The real story behind the evil eye beads and why it is is more than just a good luck charm.
First recorded by the Mesopotamian over 5,000 years ago in cuneiform on clay tablets, the Evil Eye may actually have originated as early as the Upper Paleolithic age. We find this figure in Jewish, Christian and Muslim cultures as well as Buddhist and Hindu societies. The evil eye is a curse believed to be cast by a wicked glare, which is usually directed towards a person who is unaware. Many cultures believe that receiving the evil eye will cause one’s misfortune, bad luck or injury. Talismans were created to protect against the evil eye are also frequently called "evil eyes" themselves, which may come across a bit confusing at times!
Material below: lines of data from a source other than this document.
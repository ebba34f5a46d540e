use super::normalize_token;
use std::fmt;

macro_rules! object_types {
    ($($variant:ident = $code:literal => $name:literal,)+) => {
        /// BACnet object type identifiers.
        ///
        /// Standard types used by the bridge are named variants; anything else
        /// (including vendor-specific types) is [`Proprietary`](Self::Proprietary).
        #[derive(Debug, Clone, Copy, PartialEq, Eq, Hash)]
        #[cfg_attr(feature = "serde", derive(serde::Serialize, serde::Deserialize))]
        pub enum ObjectType {
            $($variant,)+
            Proprietary(u16),
        }

        impl ObjectType {
            /// Converts this object type to its numeric BACnet identifier.
            pub const fn to_u16(self) -> u16 {
                match self {
                    $(Self::$variant => $code,)+
                    Self::Proprietary(v) => v,
                }
            }

            /// Creates an `ObjectType` from its numeric BACnet identifier.
            pub const fn from_u16(value: u16) -> Self {
                match value {
                    $($code => Self::$variant,)+
                    v => Self::Proprietary(v),
                }
            }

            /// The hyphenated standard name, e.g. `analog-input`.
            pub const fn name(self) -> Option<&'static str> {
                match self {
                    $(Self::$variant => Some($name),)+
                    Self::Proprietary(_) => None,
                }
            }

            const KNOWN: &'static [Self] = &[$(Self::$variant,)+];
        }
    };
}

object_types! {
    AnalogInput = 0 => "analog-input",
    AnalogOutput = 1 => "analog-output",
    AnalogValue = 2 => "analog-value",
    BinaryInput = 3 => "binary-input",
    BinaryOutput = 4 => "binary-output",
    BinaryValue = 5 => "binary-value",
    Calendar = 6 => "calendar",
    Command = 7 => "command",
    Device = 8 => "device",
    EventEnrollment = 9 => "event-enrollment",
    File = 10 => "file",
    Group = 11 => "group",
    Loop = 12 => "loop",
    MultiStateInput = 13 => "multi-state-input",
    MultiStateOutput = 14 => "multi-state-output",
    NotificationClass = 15 => "notification-class",
    Program = 16 => "program",
    Schedule = 17 => "schedule",
    Averaging = 18 => "averaging",
    MultiStateValue = 19 => "multi-state-value",
    TrendLog = 20 => "trend-log",
    Accumulator = 23 => "accumulator",
    PulseConverter = 24 => "pulse-converter",
    EventLog = 25 => "event-log",
    TrendLogMultiple = 27 => "trend-log-multiple",
    StructuredView = 29 => "structured-view",
    CharacterStringValue = 40 => "characterstring-value",
    NetworkPort = 56 => "network-port",
}

impl ObjectType {
    /// Resolves a textual object type in any common spelling.
    ///
    /// Accepts the hyphenated standard name, camel case (`analogInput`),
    /// upper snake case, a bare numeric code, and `proprietary-<n>`.
    pub fn from_name(text: &str) -> Option<Self> {
        let key = normalize_token(text);
        if key.is_empty() {
            return None;
        }
        if let Ok(code) = key.parse::<u16>() {
            return Some(Self::from_u16(code));
        }
        if let Some(code) = key.strip_prefix("proprietary") {
            return code.parse::<u16>().ok().map(Self::Proprietary);
        }
        Self::KNOWN
            .iter()
            .copied()
            .find(|ty| ty.name().is_some_and(|name| normalize_token(name) == key))
    }
}

impl fmt::Display for ObjectType {
    fn fmt(&self, f: &mut fmt::Formatter<'_>) -> fmt::Result {
        match self.name() {
            Some(name) => f.write_str(name),
            None => write!(f, "proprietary-{}", self.to_u16()),
        }
    }
}

#[cfg(test)]
mod tests {
    use super::ObjectType;

    #[test]
    fn numeric_codes_round_trip_through_known_types() {
        for ty in ObjectType::KNOWN {
            assert_eq!(ObjectType::from_u16(ty.to_u16()), *ty);
        }
        assert_eq!(ObjectType::from_u16(700), ObjectType::Proprietary(700));
    }

    #[test]
    fn parses_common_spellings() {
        assert_eq!(ObjectType::from_name("analogInput"), Some(ObjectType::AnalogInput));
        assert_eq!(
            ObjectType::from_name("MULTI_STATE_VALUE"),
            Some(ObjectType::MultiStateValue)
        );
        assert_eq!(ObjectType::from_name("network-port"), Some(ObjectType::NetworkPort));
        assert_eq!(ObjectType::from_name("8"), Some(ObjectType::Device));
        assert_eq!(
            ObjectType::from_name("proprietary-700"),
            Some(ObjectType::Proprietary(700))
        );
        assert_eq!(ObjectType::from_name("toaster"), None);
        assert_eq!(ObjectType::from_name(""), None);
    }

    #[test]
    fn displays_standard_name() {
        assert_eq!(ObjectType::CharacterStringValue.to_string(), "characterstring-value");
        assert_eq!(ObjectType::Proprietary(512).to_string(), "proprietary-512");
    }
}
At almost every stages of human history, man has looked for the assistance of magic objects called talismans to defy evil forces. So what does the evil eye mean? Talismans with letters, numbers or abstract signs have survived to this day. Even the modern religions with a single god have their own evil eye symbols. One of these symbols we find in almost every culture and faith for thousands of years... It's the figure of eye...Belief in the evil eye is strongest in the Middle East, East and West Africa, South Asia, Central Asia, and Europe, especially the Mediterranean region, in places such as Greece and Turkey.
The Meaning and the Myth
Evil eye beads go back thousands of years. Blue glass evil eye bead amulets or nazar beads are the most common talisman in Anatolia to stop the evil eye. Turkish evil eye bead with its warm blue, the shine it has derived from the fire and the smiling face that's a typical feature of the Anatolian people, evil eye jewelry gives happiness to the friends and the beloved ones. Protection from the evil eyes, envious friends and strangers. The blue evil eye beads of Anatolia that has been smiling for thousands of years, are eager to meet with the eyes of the new world. it is also known in most languages :
- English: evil eye, evil look
- French : Mauvais Oeil
- German: böse Blick
- Arabic: ayin hasad (eye of envy)
- Hungarian: szemmel verés (beating with eyes)
- Polish: oko proroka ( the eye of the prophet )
- Swedish: onda ögat - Sicilian jettatura (casting)
- Brazilian Portuguese: olho gordo (fat eye) or quebranto (breaker)
- Spanish: mal de ojo (the eye's curse or ojo turco - ojito turco)
- Irish: droch-shuil
- Greek: matiasma or mati
The evil eye is well known throughout history. It is mentioned in ancient Greek and Roman texts, as well as in many famous literary works, including the Bible (Proverbs 23:6: "Eat thou not the bread of him that hath an evil eye, neither desire thou his dainty meats"), the Koran and Shakespeare.
The evil eye is essentially a specific type of magical curse, and has its roots in magical thinking and superstition. Let's say that a person experiences bad luck, ill health, accident, or some unexplained calamity — perhaps a drought or an infectious disease. Before science could explain weather patterns and germ theory, any bad event for which there was not an obvious cause might be blamed on a curse. Curses, including the evil eye, are an answer to the age-old question of why bad things happen to good people.
The association of special powers with the eyes is not hard to fathom: Eyes, it is said, are the gateway to a person's soul. Shifting eyes are said to subtly betray liars, while a steady gaze may be endearing or menacing depending on the circumstances.
Meaning of the Curse & Protection Against It
It's believed that there are three types of evil eyes
- The first are unconscious evil eyes. These harm people and things, without intending to.
- The second type intends to harm.
- The third one is unseen, hidden evil which is the most scared one.
It was believed that, the Evil Eye saw all the wickedness in the world and removed poverty and ignorance. When Horus opened its eyes, the world was enlightened, when he closed, it became dark. From Egypt, the eye talisman had spread to the Mediterranean, Middle East and Europe.
The talisman reflects the evil intent back to the onlooker. It somewhat resembles an eye and it is said the typical blue color is a factor in protecting the user.
The Nazar Boncuk charm (or Evil Eye Bead) is an "eye", often set on a blue background. It stares back at the world to ward off evil eye and keep you safe from harm. Since then the people have been attaching this evil eye bead to everything they wished to protect from the evil eyes. From the new-born babies to their horses or even to the doors of their homes.
This tradition still lives in Turkey. The glimmering evil eye beads that are hand made with ancient methods by a very few glass masters, are distributed from Anatolia to the whole world. To know the evil eye meaning, it is very important to know blue color. What do the colors mean? In Turkey or in Greece and surrounding countries, the most popular evil eye charm color is blue. Turkey is in a dry part of the world, where water is precious -- with water things prosper and grow, and without it, things shrivel and die. The color blue reminds people of fresh, cool water. In the Jewish faith, the color red is often associated with luck and good fortune, so red is also a popular color.